Já há planos para reativar as universidades haitianas, com aulas a serem dadas em barracas ou estruturas temporárias. E há alguns sinais precoces de que as universidades haitianas poderão ser reerguidas em construções melhores. Em Quisqueya, o diretor assistente da faculdade de engenharia, Evenson Calixte, disse que, de agora em diante, o ensino de geologia será obrigatório, para que os estudantes entendam como ocorrem os terremotos. Atenção especial será dada aos códigos de construção civil, disse ele.

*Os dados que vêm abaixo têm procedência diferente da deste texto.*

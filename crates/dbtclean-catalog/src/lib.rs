//! Warehouse catalog adapters for dbt orphan cleanup
//!
//! Adapters list the tables and views owned by dbt roles through the
//! warehouse's INFORMATION_SCHEMA and drop individual objects.
//!
//! ## Features
//!
//! Enable warehouse support via Cargo features:
//! - `snowflake` - Snowflake support
//!
//! ## Example
//!
//! ```rust,ignore
//! use dbtclean_catalog::{SnowflakeAdapter, WarehouseAdapter};
//!
//! let adapter = SnowflakeAdapter::from_credentials(&credentials)
//!     .with_warehouse("compute_etl")
//!     .build()?;
//! let objects = adapter.list_owned_objects(&roles, "adventureworks").await?;
//! ```

pub mod adapter;
pub mod mock;
pub mod snowflake;

pub use adapter::{drop_statement, owned_objects_query, observed_from_row, CatalogError, WarehouseAdapter};
pub use mock::{MockAdapter, MockAdapterBuilder, MockObject};
pub use snowflake::{SnowflakeAdapter, SnowflakeAdapterBuilder};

Pode-se afirmar que foi a escassez de profissionais instruídos no Haiti que fez com que uma parte tão grande do país ruísse por terra no terremoto. "Há uma falta total de arquitetos, urbanistas, construtores e especialistas em zoneamento", disse o americano Conor Bohan, fundador do Programa Haitiano de Educação e Liderança, que fornece bolsas de estudos.
Com as aulas suspensas, muitos estudantes aproveitam para ajudar na recuperação do país. Estudantes de medicina ajudam em hospitais e campanhas de vacinação. Alunos de psicologia estão conversando com desabrigados. Christina Julme, que estudava comunicações, conseguiu um emprego na rádio da ONU.
Falando da faculdade destruída de linguística, onde estudava, ela comentou: "O reitor está morto. O vice-reitor, também. Não sei como a universidade vai poder continuar".